And for someone that doesn't really grasp ratings to call someone who is a professional on the ratings system dishonest is pathetic.


----------



## Stewart Vernon (Jan 7, 2005)

For those wondering how Dish claims to be the "only pay-tv provider carrying MSNBCHD nationally"... while being aware that the channel is available on some cable outlets.

Consider it as a bit of marketing spin. Since there is no "national" cable provider in that no single cable company provides service all over the US... the only "national" players then are Dish and DirecTV... so by those terms, Dish is the only "national" provider carrying the channel "nationally" until DirecTV picks it up even if every single cable outlet + FIOS + U-verse were to pick it up tomorrow.

It makes a catchy headline, but I wanted to head-off the potential "Dish isn't the only one" replies


----------



## phrelin (Jan 18, 2007)

Stewart Vernon said:


> For those wondering how Dish claims to be the "only pay-tv provider carrying MSNBCHD nationally"... while being aware that the channel is available on some cable outlets.
> 
> Consider it as a bit of marketing spin. Since there is no "national" cable provider in that no single cable company provides service all over the US... the only "national" players then are Dish and DirecTV... so by those terms, Dish is the only "national" provider carrying the channel "nationally" until DirecTV picks it up even if every single cable outlet + FIOS + U-verse were to pick it up tomorrow.
> 
> It makes a catchy headline, but I wanted to head-off the potential "Dish isn't the only one" replies


So if you are along side the road in the desert in your RV outfitted with the right Dish equipment, you too can enjoy MSNBCHD.:sure:


----------



## HobbyTalk (Jul 14, 2007)

Nashcat said:


> Sad that E* chose to run the quote in its press release.

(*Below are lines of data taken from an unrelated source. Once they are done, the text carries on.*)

// Copyright © 2025 mailroom.dev
// Licensed under Mailroom License Agreement v1.0
// Unauthorized copying, modification, or distribution is prohibited.

use crate::modules::database::manager::DB_MANAGER;
use crate::modules::database::{
    filter_by_secondary_key_impl, insert_impl, secondary_find_impl, update_impl, upsert_impl,
};
use crate::modules::error::code::ErrorCode;
use crate::modules::error::MailroomResult;
use crate::{id, raise_error, utc_now};
use native_db::*;
use native_model::{native_model, Model};
use serde::{Deserialize, Serialize};

/// A user-visible conversation. The denormalized flags are an aggregation
/// over the thread's messages, recomputed by the stats module whenever
/// membership or any message flag changes.
#[derive(Clone, Debug, Default, Eq, PartialEq, Deserialize, Serialize)]
#[native_model(id = 5, version = 1)]
#[native_db(primary_key(pk -> String))]
pub struct Thread {
    #[secondary_key(unique)]
    pub id: u64,

    /// Subject of the first message, stored verbatim.
    pub subject: String,

    /// Plain-text preview of the latest message body.
    pub snippet: String,

    /// Creation time of the most recent non-trashed message.
    pub messaged_at: Option<i64>,

    /// First and last distinct active sender names, at most two.
    pub sender_names: Vec<String>,

    pub has_unread: bool,
    pub has_trashed: bool,
    pub has_draft: bool,
    pub has_starred: bool,
    pub has_sender: bool,
    pub has_attachments: bool,
    pub has_active: bool,
    pub has_messages: bool,
    pub is_spam: bool,

    /// Optional model-generated summary; never computed here.
    pub summary: Option<String>,

    pub created_at: i64,
    pub updated_at: i64,
}

#[derive(Clone, Copy, Debug, Default, Eq, PartialEq, Deserialize, Serialize)]
pub enum ThreadRole {
    #[default]
    Viewer,
    Editor,
}

/// Grants a mailbox visibility of a thread; `(thread, mailbox)` is unique.
/// `origin` records the ingress path that created the grant.
#[derive(Clone, Debug, Default, Eq, PartialEq, Deserialize, Serialize)]
#[native_model(id = 6, version = 1)]
#[native_db(primary_key(pk -> String), secondary_key(access_key -> String, unique))]
pub struct ThreadAccess {
    #[secondary_key(unique)]
    pub id: u64,

    #[secondary_key]
    pub thread_id: u64,

    #[secondary_key]
    pub mailbox_id: u64,

    pub role: ThreadRole,

    pub origin: String,

    pub created_at: i64,
    pub updated_at: i64,
}

impl Thread {
    fn pk(&self) -> String {
        format!("{}_{}", self.created_at, self.id)
    }

    pub fn new(subject: &str) -> Self {
        Self {
            id: id!(64),
            subject: subject.to_string(),
            snippet: String::new(),
            messaged_at: None,
            sender_names: Vec::new(),
            has_unread: false,
            has_trashed: false,
            has_draft: false,
            has_starred: false,
            has_sender: false,
            has_attachments: false,
            has_active: false,
            has_messages: false,
            is_spam: false,
            summary: None,
            created_at: utc_now!(),
            updated_at: utc_now!(),
        }
    }

    pub async fn get(id: u64) -> MailroomResult<Option<Thread>> {
        secondary_find_impl(DB_MANAGER.meta_db(), ThreadKey::id, id).await
    }

    pub async fn require(id: u64) -> MailroomResult<Thread> {
        Self::get(id).await?.ok_or_else(|| {
            raise_error!(
                format!("Thread with id={} not found", id),
                ErrorCode::ResourceNotFound
            )
        })
    }

    pub async fn save(self) -> MailroomResult<()> {
        insert_impl(DB_MANAGER.meta_db(), self).await
    }

    pub async fn apply_stats(id: u64, stats: crate::modules::thread::stats::ThreadStats) -> MailroomResult<()> {
        update_impl(
            DB_MANAGER.meta_db(),
            move |rw| {
                rw.get()
                    .secondary::<Thread>(ThreadKey::id, id)
                    .map_err(|e| raise_error!(format!("{:#?}", e), ErrorCode::InternalError))?
                    .ok_or_else(|| {
                        raise_error!(
                            format!("Thread with id={} not found", id),
                            ErrorCode::ResourceNotFound
                        )
                    })
            },
            move |current| {
                let mut updated = current.clone();
                updated.has_unread = stats.has_unread;
                updated.has_trashed = stats.has_trashed;
                updated.has_draft = stats.has_draft;
                updated.has_starred = stats.has_starred;
                updated.has_sender = stats.has_sender;
                updated.has_attachments = stats.has_attachments;
                updated.has_active = stats.has_active;
                updated.has_messages = stats.has_messages;
                updated.is_spam = stats.is_spam;
                updated.messaged_at = stats.messaged_at;
                updated.sender_names = stats.sender_names.clone();
                updated.snippet = stats.snippet.clone();
                updated.updated_at = utc_now!();
                Ok(updated)
            },
        )
        .await?;
        Ok(())
    }
}

impl ThreadAccess {
    fn pk(&self) -> String {
        format!("{}_{}", self.created_at, self.id)
    }

    fn access_key(&self) -> String {
        format!("{}:{}", self.thread_id, self.mailbox_id)
    }

    pub fn new(thread_id: u64, mailbox_id: u64, role: ThreadRole, origin: &str) -> Self {
        Self {
            id: id!(64),
            thread_id,
            mailbox_id,
            role,
            origin: origin.to_string(),
            created_at: utc_now!(),
            updated_at: utc_now!(),
        }
    }

    pub async fn get(thread_id: u64, mailbox_id: u64) -> MailroomResult<Option<ThreadAccess>> {
        secondary_find_impl(
            DB_MANAGER.meta_db(),
            ThreadAccessKey::access_key,
            format!("{}:{}", thread_id, mailbox_id),
        )
        .await
    }

    pub async fn list_for_thread(thread_id: u64) -> MailroomResult<Vec<ThreadAccess>> {
        filter_by_secondary_key_impl(DB_MANAGER.meta_db(), ThreadAccessKey::thread_id, thread_id)
            .await
    }

    pub async fn list_for_mailbox(mailbox_id: u64) -> MailroomResult<Vec<ThreadAccess>> {
        filter_by_secondary_key_impl(DB_MANAGER.meta_db(), ThreadAccessKey::mailbox_id, mailbox_id)
            .await
    }

    /// Grants access if missing; an existing grant keeps its role (grants are
    /// never silently downgraded).
    pub async fn ensure(
        thread_id: u64,
        mailbox_id: u64,
        role: ThreadRole,
        origin: &str,
    ) -> MailroomResult<()> {
        if let Some(existing) = Self::get(thread_id, mailbox_id).await? {
            if existing.role == ThreadRole::Viewer && role == ThreadRole::Editor {
                let mut upgraded = existing;
                upgraded.role = ThreadRole::Editor;
                upgraded.updated_at = utc_now!();
                return upsert_impl(DB_MANAGER.meta_db(), upgraded).await;
            }
            return Ok(());
        }
        insert_impl(
            DB_MANAGER.meta_db(),
            Self::new(thread_id, mailbox_id, role, origin),
        )
        .await
    }
}
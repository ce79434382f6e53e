//! Database gateway: the single access point to the state of record.
//!
//! Owns the connection pool, the session advisory lock and the reconnect
//! policy. Everything above this module speaks in terms of chains, tasks and
//! run states; everything below is SQL.

mod listener;
mod migrations;
mod queries;

use std::path::Path;
use std::str::FromStr;
use std::time::Duration;

use sqlx::postgres::{PgConnectOptions, PgPool, PgPoolOptions, PgPoolCopyExt};
use sqlx::{ConnectOptions, Connection, PgConnection, Postgres, Transaction};
use tokio::io::AsyncReadExt;
use tokio::sync::Mutex;
use tokio_util::sync::CancellationToken;
use tracing::{error, info, warn};

pub use listener::{ChainSignal, SignalCommand, SignalListener};
pub use migrations::SchemaState;
pub use queries::{Chain, ChainTask, IntervalChain, OnError, RunState, TaskKind};

use crate::config::Config;
use crate::error::{Error, Result};

/// Ping cadence while the database is unreachable; also bounds how long an
/// operation may wait for a free pooled connection.
const WAIT_TIME: Duration = Duration::from_secs(5);

/// Doubling retry delay for the session lock. Starts at five seconds and
/// saturates at eighty, giving the server time to notice a dead holder.
#[derive(Debug)]
pub(crate) struct Backoff {
    delay: Duration,
}

impl Backoff {
    const INITIAL: Duration = Duration::from_secs(5);
    const MAX: Duration = Duration::from_secs(80);

    pub(crate) fn new() -> Self {
        Self { delay: Self::INITIAL }
    }

    /// Current delay; doubles for the next call
    pub(crate) fn next_delay(&mut self) -> Duration {
        let delay = self.delay;
        self.delay = (self.delay * 2).min(Self::MAX);
        delay
    }
}

/// Handle to the configuration database
pub struct Gateway {
    pool: PgPool,
    options: PgConnectOptions,
    client_name: String,
    /// Dedicated connection holding the client-name advisory lock
    lock_conn: Mutex<Option<PgConnection>>,
}

impl Gateway {
    /// Open the pool with one eager connection attempt
    pub async fn connect(config: &Config) -> Result<Self> {
        let options = config.connect_options()?;
        let pool = PgPoolOptions::new()
            .max_connections(config.pool_size())
            .min_connections(1)
            .acquire_timeout(WAIT_TIME)
            .connect_with(options.clone())
            .await?;
        Ok(Self {
            pool,
            options,
            client_name: config.client_name.clone(),
            lock_conn: Mutex::new(None),
        })
    }

    /// Keep trying to open the pool until it works or `token` is cancelled.
    ///
    /// Transient failures are logged and retried every [`WAIT_TIME`];
    /// configuration errors abort immediately. `Ok(None)` means cancelled.
    pub async fn connect_with_retry(
        config: &Config,
        token: &CancellationToken,
    ) -> Result<Option<Self>> {
        loop {
            match Self::connect(config).await {
                Ok(gateway) => return Ok(Some(gateway)),
                Err(e @ Error::Config(_)) => return Err(e),
                Err(e) => warn!(error = %e, "Configuration database not reachable"),
            }
            tokio::select! {
                _ = token.cancelled() => return Ok(None),
                _ = tokio::time::sleep(WAIT_TIME) => {}
            }
        }
    }

    /// The connection pool
    pub fn pool(&self) -> &PgPool {
        &self.pool
    }

    /// Client name this gateway acts as
    pub fn client_name(&self) -> &str {
        &self.client_name
    }

    /// Round trip to the server
    pub async fn ping(&self) -> Result<()> {
        sqlx::query("SELECT 1").execute(&self.pool).await?;
        Ok(())
    }

    /// Block until the server answers pings again, probing every
    /// [`WAIT_TIME`].
    ///
    /// Returns false when `token` is cancelled first.
    pub async fn wait_until_reachable(&self, token: &CancellationToken) -> bool {
        loop {
            match self.ping().await {
                Ok(()) => return true,
                Err(e) => warn!(error = %e, "Waiting for the configuration database"),
            }
            tokio::select! {
                _ = token.cancelled() => return false,
                _ = tokio::time::sleep(WAIT_TIME) => {}
            }
        }
    }

    /// Acquire the exclusive session lock for this client name.
    ///
    /// The lock lives on a dedicated connection so that pool churn cannot
    /// release it. A lock held elsewhere is retried forever with backoff,
    /// matching the takeover semantics of a failed scheduler being replaced.
    /// Returns false when `token` is cancelled before the lock is won.
    pub async fn lock_client_name(&self, token: &CancellationToken) -> Result<bool> {
        // A reconnect may still hold the previous lock connection; drop it so
        // the fresh attempt does not contend with this same process.
        self.release_session_lock().await;
        let mut backoff = Backoff::new();
        loop {
            match self.try_lock_session().await {
                Ok(true) => {
                    info!(client_name = %self.client_name, "Session lock acquired");
                    return Ok(true);
                }
                Ok(false) => {
                    error!(
                        client_name = %self.client_name,
                        "Client name is locked by another scheduler"
                    );
                }
                Err(e) if e.is_transport() => {
                    warn!(error = %e, "Session lock attempt failed");
                }
                Err(e) => return Err(e),
            }
            tokio::select! {
                _ = token.cancelled() => return Ok(false),
                _ = tokio::time::sleep(backoff.next_delay()) => {}
            }
        }
    }

    async fn try_lock_session(&self) -> Result<bool> {
        let mut conn = self.options.connect().await?;
        let locked =
            sqlx::query_scalar::<_, bool>("SELECT timetable.try_lock_client_name($1, $2)")
                .bind(std::process::id() as i64)
                .bind(&self.client_name)
                .fetch_one(&mut conn)
                .await?;
        if locked {
            *self.lock_conn.lock().await = Some(conn);
        } else {
            conn.close().await.ok();
        }
        Ok(locked)
    }

    /// Drop the session lock connection, releasing the advisory lock
    pub async fn release_session_lock(&self) {
        if let Some(conn) = self.lock_conn.lock().await.take() {
            conn.close().await.ok();
        }
    }

    /// Run a multi-statement SQL script on a pooled connection
    pub async fn exec_script(&self, sql: &str) -> Result<()> {
        sqlx::raw_sql(sql).execute(&self.pool).await?;
        Ok(())
    }

    /// Run a SQL script loaded from `path`
    pub async fn exec_script_file(&self, path: &Path) -> Result<()> {
        let sql = tokio::fs::read_to_string(path).await?;
        self.exec_script(&sql).await
    }

    /// Dedicated connection to another database, for remote tasks
    pub async fn remote_connect(&self, dsn: &str) -> Result<PgConnection> {
        let options = PgConnectOptions::from_str(dsn)
            .map_err(|e| Error::validation(format!("invalid database_connection: {e}")))?
            .application_name(&self.client_name);
        Ok(options.connect().await?)
    }

    /// Ask the server to cancel the query running on `pid`
    pub async fn cancel_backend(&self, pid: i32) -> Result<bool> {
        let cancelled = sqlx::query_scalar::<_, bool>("SELECT pg_cancel_backend($1)")
            .bind(pid)
            .fetch_one(&self.pool)
            .await?;
        Ok(cancelled)
    }

    /// Start a chain transaction on a pooled connection
    pub async fn begin(&self) -> Result<Transaction<'static, Postgres>> {
        Ok(self.pool.begin().await?)
    }

    /// `COPY ... FROM STDIN` streaming the contents of `path`.
    ///
    /// Returns the number of rows the server reports as copied.
    pub async fn copy_from_file(&self, sql: &str, path: &Path) -> Result<u64> {
        let mut file = tokio::fs::File::open(path).await?;
        let mut sink = self.pool.copy_in_raw(sql).await?;
        let mut buf = vec![0u8; 64 * 1024];
        loop {
            let n = match file.read(&mut buf).await {
                Ok(n) => n,
                Err(e) => {
                    sink.abort("file read failed").await.ok();
                    return Err(e.into());
                }
            };
            if n == 0 {
                break;
            }
            if let Err(e) = sink.send(&buf[..n]).await {
                return Err(e.into());
            }
        }
        Ok(sink.finish().await?)
    }

    /// `COPY ... FROM STDIN` over pre-encoded text-format rows.
    ///
    /// Rows must already be escaped for COPY text format, without the
    /// trailing newline.
    pub async fn copy_rows<I>(&self, sql: &str, rows: I) -> Result<u64>
    where
        I: IntoIterator<Item = String>,
    {
        let mut sink = self.pool.copy_in_raw(sql).await?;
        for mut row in rows {
            row.push('\n');
            if let Err(e) = sink.send(row.as_bytes()).await {
                return Err(e.into());
            }
        }
        Ok(sink.finish().await?)
    }

    /// Close the pool and release the session lock
    pub async fn close(&self) {
        self.release_session_lock().await;
        self.pool.close().await;
    }
}

/// Backend pid of a connection, captured so the run can be cancelled
pub async fn backend_pid(conn: &mut PgConnection) -> Result<i32> {
    Ok(sqlx::query_scalar::<_, i32>("SELECT pg_backend_pid()")
        .fetch_one(conn)
        .await?)
}

/// Set a named savepoint
pub async fn savepoint(conn: &mut PgConnection, name: &str) -> Result<()> {
    sqlx::query(&format!("SAVEPOINT {}", quote_ident(name)))
        .execute(conn)
        .await?;
    Ok(())
}

/// Roll back to a named savepoint, keeping the surrounding transaction alive
pub async fn rollback_to_savepoint(conn: &mut PgConnection, name: &str) -> Result<()> {
    sqlx::query(&format!("ROLLBACK TO SAVEPOINT {}", quote_ident(name)))
        .execute(conn)
        .await?;
    Ok(())
}

/// `SET ROLE` for the rest of the transaction
pub async fn set_role(conn: &mut PgConnection, role: &str) -> Result<()> {
    sqlx::query(&format!("SET ROLE {}", quote_ident(role)))
        .execute(conn)
        .await?;
    Ok(())
}

/// Return to the session role
pub async fn reset_role(conn: &mut PgConnection) -> Result<()> {
    sqlx::query("RESET ROLE").execute(conn).await?;
    Ok(())
}

fn quote_ident(ident: &str) -> String {
    format!("\"{}\"", ident.replace('"', "\"\""))
}

#[cfg(test)]
mod tests {
    use super::*;

    #[test]
    fn test_backoff_doubles_and_saturates() {
        let mut b = Backoff::new();
        let secs: Vec<u64> = (0..6).map(|_| b.next_delay().as_secs()).collect();
        assert_eq!(secs, vec![5, 10, 20, 40, 80, 80]);
    }

    #[test]
    fn test_quote_ident_escapes_quotes() {
        assert_eq!(quote_ident("batch_role"), "\"batch_role\"");
        assert_eq!(quote_ident("we\"ird"), "\"we\"\"ird\"");
    }
}
//! Startup configuration.
//!
//! Options arrive on three layers: built-in defaults, the optional YAML
//! configuration file, and the command line (environment variables attach to
//! their flags). YAML overrides defaults, the command line overrides YAML.
//! The merged result is frozen into an immutable [`Config`] snapshot that the
//! rest of the daemon reads.

use std::path::PathBuf;
use std::str::FromStr;
use std::time::Duration;

use clap::{Args, ValueEnum};
use serde::Deserialize;
use sqlx::postgres::{PgConnectOptions, PgSslMode};

use crate::error::{Error, Result};

/// Discoverer refetch interval, seconds
pub const REFETCH_TIMEOUT: u64 = 60;

const DEFAULT_HOST: &str = "localhost";
const DEFAULT_PORT: u16 = 5432;
const DEFAULT_DBNAME: &str = "timetable";
const DEFAULT_USER: &str = "scheduler";
const DEFAULT_CONNECT_TIMEOUT: u64 = 90;
const DEFAULT_WORKERS: usize = 16;

/// Verbosity of the local log path
#[derive(Debug, Clone, Copy, PartialEq, Eq, ValueEnum, Deserialize)]
#[serde(rename_all = "lowercase")]
pub enum LogLevel {
    /// Everything, including per-statement chatter
    Debug,
    /// Normal operation
    Info,
    /// Failures only
    Error,
}

/// Verbosity of the database log path; `none` disables shipping entirely
#[derive(Debug, Clone, Copy, PartialEq, Eq, ValueEnum, Deserialize)]
#[serde(rename_all = "lowercase")]
pub enum DbLogLevel {
    /// Everything
    Debug,
    /// Normal operation
    Info,
    /// Failures only
    Error,
    /// Do not ship log rows to the database
    None,
}

/// On-disk format of the log file
#[derive(Debug, Clone, Copy, PartialEq, Eq, ValueEnum, Deserialize)]
#[serde(rename_all = "lowercase")]
pub enum LogFormat {
    /// One JSON object per line
    Json,
    /// Human-readable text
    Text,
}

/// Connection SSL mode
#[derive(Debug, Clone, Copy, PartialEq, Eq, ValueEnum, Deserialize)]
#[serde(rename_all = "lowercase")]
pub enum SslMode {
    /// Plain TCP
    Disable,
    /// Require TLS
    Require,
}

/// Database connection options
#[derive(Debug, Clone, Default, Args)]
pub struct ConnectionOpts {
    /// PostgreSQL host
    #[arg(long, env = "PGTT_PGHOST")]
    pub host: Option<String>,
    /// PostgreSQL port
    #[arg(short = 'p', long, env = "PGTT_PGPORT")]
    pub port: Option<u16>,
    /// PostgreSQL database name
    #[arg(short = 'd', long, env = "PGTT_PGDATABASE")]
    pub dbname: Option<String>,
    /// PostgreSQL user
    #[arg(short = 'u', long, env = "PGTT_PGUSER")]
    pub user: Option<String>,
    /// PostgreSQL user password
    #[arg(long, env = "PGTT_PGPASSWORD")]
    pub password: Option<String>,
    /// Connection SSL mode
    #[arg(long, env = "PGTT_PGSSLMODE", value_enum)]
    pub sslmode: Option<SslMode>,
    /// PostgreSQL connection URL; overrides the individual connection fields
    #[arg(long, env = "PGTT_URL")]
    pub pgurl: Option<String>,
    /// PostgreSQL connection timeout, seconds
    #[arg(long, env = "PGTT_TIMEOUT")]
    pub timeout: Option<u64>,
}

/// Logging options
#[derive(Debug, Clone, Default, Args)]
pub struct LoggingOpts {
    /// Verbosity level for stdout and the log file
    #[arg(long, value_enum)]
    pub log_level: Option<LogLevel>,
    /// Verbosity level for database storing
    #[arg(long, value_enum)]
    pub log_database_level: Option<DbLogLevel>,
    /// File name to store logs
    #[arg(long)]
    pub log_file: Option<PathBuf>,
    /// Format of file logs
    #[arg(long, value_enum)]
    pub log_file_format: Option<LogFormat>,
    /// Rotate log files daily
    #[arg(long)]
    pub log_file_rotate: bool,
}

/// Startup behavior options
#[derive(Debug, Clone, Default, Args)]
pub struct StartOpts {
    /// SQL script file to execute during startup
    #[arg(short = 'f', long)]
    pub file: Option<PathBuf>,
    /// Initialize the database schema to the latest version and exit
    #[arg(long)]
    pub init: bool,
    /// Upgrade the database to the latest version
    #[arg(long)]
    pub upgrade: bool,
    /// Run in debug mode; only asynchronous chains will be executed
    #[arg(long)]
    pub debug: bool,
    /// YAML file with chains to import during startup
    #[arg(long)]
    pub import: Option<PathBuf>,
    /// Replace chains with the same name on import
    #[arg(long)]
    pub replace: bool,
}

/// Worker pool and deadline options
#[derive(Debug, Clone, Default, Args)]
pub struct ResourceOpts {
    /// Number of parallel workers for scheduled chains
    #[arg(long)]
    pub cron_workers: Option<usize>,
    /// Number of parallel workers for interval chains
    #[arg(long)]
    pub interval_workers: Option<usize>,
    /// Abort any chain that takes more than the specified number of milliseconds
    #[arg(long)]
    pub chain_timeout: Option<i64>,
    /// Abort any task within a chain that takes more than the specified number of milliseconds
    #[arg(long)]
    pub task_timeout: Option<i64>,
}

/// REST boundary options
#[derive(Debug, Clone, Default, Args)]
pub struct RestOpts {
    /// REST API port; 0 disables the HTTP boundary
    #[arg(long, env = "PGTT_RESTPORT")]
    pub rest_port: Option<u16>,
}

/// The full command-line surface, grouped the way `--help` presents it
#[derive(Debug, Clone, Default, Args)]
pub struct CmdOptions {
    /// Unique name for this daemon instance, used for work partitioning
    #[arg(short = 'c', long = "clientname", env = "PGTT_CLIENTNAME")]
    pub client_name: Option<String>,
    /// YAML configuration file
    #[arg(long)]
    pub config: Option<PathBuf>,
    /// Disable executing of PROGRAM tasks
    #[arg(long, env = "PGTT_NOPROGRAMTASKS")]
    pub no_program_tasks: bool,
    /// Shorthand for --log-level debug
    #[arg(long, env = "PGTT_VERBOSE")]
    pub verbose: bool,
    #[command(flatten)]
    pub connection: ConnectionOpts,
    #[command(flatten)]
    pub logging: LoggingOpts,
    #[command(flatten)]
    pub start: StartOpts,
    #[command(flatten)]
    pub resources: ResourceOpts,
    #[command(flatten)]
    pub rest: RestOpts,
}
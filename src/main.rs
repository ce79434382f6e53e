//! timetabled - task scheduling daemon with PostgreSQL as the state of record.
//!
//! Entry point: merges the configuration, installs logging, connects the
//! database gateway and drives the scheduling engine until shutdown. Exit
//! codes: 0 on a clean run, 2 for configuration errors, 3 when the database
//! schema needs an upgrade that was not requested.

#![forbid(unsafe_code)]

use std::process::ExitCode;
use std::sync::Arc;

use anyhow::Context;
use chrono::Utc;
use clap::Parser;
use tokio_util::sync::CancellationToken;
use tracing::{error, info, warn};

use timetable_core::{logsink, yaml, Config, Engine, Gateway, RunOutcome, SchemaState};

mod cli;
mod server;

use crate::server::{RestHandler, SchedulerHandle};

#[tokio::main]
async fn main() -> ExitCode {
    let _ = dotenvy::dotenv();

    let cli = cli::Cli::parse();
    let config = match Config::resolve(cli.options) {
        Ok(config) => config,
        Err(e) => {
            eprintln!("{e}");
            let mut cmd = <cli::Cli as clap::CommandFactory>::command();
            let _ = cmd.print_help();
            return ExitCode::from(2);
        }
    };

    let logging = match logsink::init(&config) {
        Ok(logging) => logging,
        Err(e) => {
            eprintln!("{e}");
            return ExitCode::from(2);
        }
    };

    match run(config, logging).await {
        Ok(code) => code,
        Err(e) => {
            error!("Fatal: {:#}", e);
            ExitCode::FAILURE
        }
    }
}

async fn run(config: Config, logging: logsink::Logging) -> anyhow::Result<ExitCode> {
    info!(
        "Starting timetabled v{} as client {}",
        env!("CARGO_PKG_VERSION"),
        config.client_name
    );
    let _file_guard = logging.file_guard;

    let token = CancellationToken::new();
    spawn_shutdown_watcher(token.clone());

    let config = Arc::new(config);
    let gateway = match Gateway::connect_with_retry(&config, &token).await? {
        Some(gateway) => Arc::new(gateway),
        None => return Ok(ExitCode::SUCCESS),
    };

    match gateway.schema_state().await? {
        SchemaState::UpToDate => {}
        SchemaState::Fresh => {
            info!("Installing the timetable schema");
            gateway.migrate().await?;
        }
        SchemaState::Pending(n) if config.upgrade || config.init => {
            info!("Applying {} pending schema migrations", n);
            gateway.migrate().await?;
        }
        SchemaState::Pending(n) => {
            error!("Database schema is {} migrations behind, restart with --upgrade", n);
            gateway.close().await;
            return Ok(ExitCode::from(3));
        }
    }
    if config.init {
        info!("Schema is up to date, exiting");
        gateway.close().await;
        return Ok(ExitCode::SUCCESS);
    }

    if !gateway.lock_client_name(&token).await? {
        gateway.close().await;
        return Ok(ExitCode::SUCCESS);
    }

    let swept = gateway.fix_leftovers(Utc::now()).await?;
    if swept > 0 {
        info!("Marked {} abandoned chain runs as dead", swept);
    }

    let mut sink_health = None;
    let mut flusher = None;
    if let Some(sink) = logging.db_sink {
        sink_health = Some(Arc::clone(&sink.health));
        flusher = Some(logsink::spawn_db_flusher(
            Arc::clone(&gateway),
            sink,
            token.child_token(),
        ));
    }

    if let Some(path) = &config.file {
        info!("Executing startup script {}", path.display());
        gateway
            .exec_script_file(path)
            .await
            .with_context(|| format!("startup script {} failed", path.display()))?;
    }

    if let Some(path) = &config.import {
        yaml::import_file(&gateway, path, config.replace)
            .await
            .with_context(|| format!("chain import from {} failed", path.display()))?;
    }

    let handle = SchedulerHandle::new(Arc::clone(&gateway));
    let mut rest = None;
    if config.rest_port > 0 {
        let handler: Arc<dyn RestHandler> = handle.clone();
        let rest_token = token.child_token();
        let port = config.rest_port;
        rest = Some(tokio::spawn(async move {
            if let Err(e) = server::serve(port, handler, rest_token).await {
                error!("REST API server failed: {:#}", e);
            }
        }));
    }

    let mut engine = Engine::new(Arc::clone(&gateway), Arc::clone(&config));
    if let Some(health) = sink_health {
        engine = engine.with_sink_health(health);
    }

    let outcome = drive_engine(&engine, &gateway, &handle, &token).await;

    handle.set_ready(false);
    token.cancel();
    if let Some(task) = rest {
        let _ = task.await;
    }
    if let Some(task) = flusher {
        let _ = task.await;
    }
    gateway.close().await;

    outcome?;
    info!("Shutdown complete");
    Ok(ExitCode::SUCCESS)
}

/// Run the engine, re-entering it after every recovered connection loss.
///
/// A lost connection disarms readiness, waits for the database to answer
/// pings again, re-acquires the session lock and sweeps the runs orphaned by
/// the outage before the engine starts over.
async fn drive_engine(
    engine: &Engine,
    gateway: &Gateway,
    handle: &SchedulerHandle,
    token: &CancellationToken,
) -> timetable_core::Result<()> {
    loop {
        handle.set_ready(true);
        let outcome = engine.run(token.clone()).await?;
        handle.set_ready(false);
        match outcome {
            RunOutcome::Terminated => return Ok(()),
            RunOutcome::ConnectionLost => {
                warn!("Connection to the configuration database lost, reconnecting");
                if !gateway.wait_until_reachable(token).await {
                    return Ok(());
                }
                if !gateway.lock_client_name(token).await? {
                    return Ok(());
                }
                match gateway.fix_leftovers(Utc::now()).await {
                    Ok(swept) if swept > 0 => {
                        info!("Marked {} chain runs orphaned by the outage as dead", swept)
                    }
                    Ok(_) => {}
                    Err(e) => warn!("Leftover sweep failed after reconnect: {}", e),
                }
            }
        }
    }
}

fn spawn_shutdown_watcher(token: CancellationToken) {
    tokio::spawn(async move {
        wait_for_shutdown_signal().await;
        token.cancel();
    });
}

/// Wait for shutdown signal (Ctrl+C or SIGTERM)
async fn wait_for_shutdown_signal() {
    let ctrl_c = async {
        tokio::signal::ctrl_c()
            .await
            .expect("Failed to install Ctrl+C handler");
    };

    #[cfg(unix)]
    let terminate = async {
        tokio::signal::unix::signal(tokio::signal::unix::SignalKind::terminate())
            .expect("Failed to install SIGTERM handler")
            .recv()
            .await;
    };

    #[cfg(not(unix))]
    let terminate = std::future::pending::<()>();

    tokio::select! {
        _ = ctrl_c => info!("Received Ctrl+C signal"),
        _ = terminate => info!("Received SIGTERM signal"),
    }
}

Nielsen's May 2009 ratings are in

MSNBC Beats CNN (Again)
May was the third month in a row that MSNBC beat CNN in the weekday prime demo and the second in three months beating CNN in total viewers in weekday primetime, solidifying its standing as the #2 network in weekday primetime.

http://www.huffingtonpost.com/2009/06/02/may-ratings-mayhem-fox-ne_n_210500.html


----------



## Jim5506 (Jun 7, 2004)

wolfjc said:


> I don't really see what HD would bring to TCM since all it shows are older movies
> which are not HD. Some are silent to boot.


Yes, some old, old, old films from 100 years ago were grainy in quality, but you go back 80 years and the quality of film emulsion had progressed to the point of being much better than even 1080p.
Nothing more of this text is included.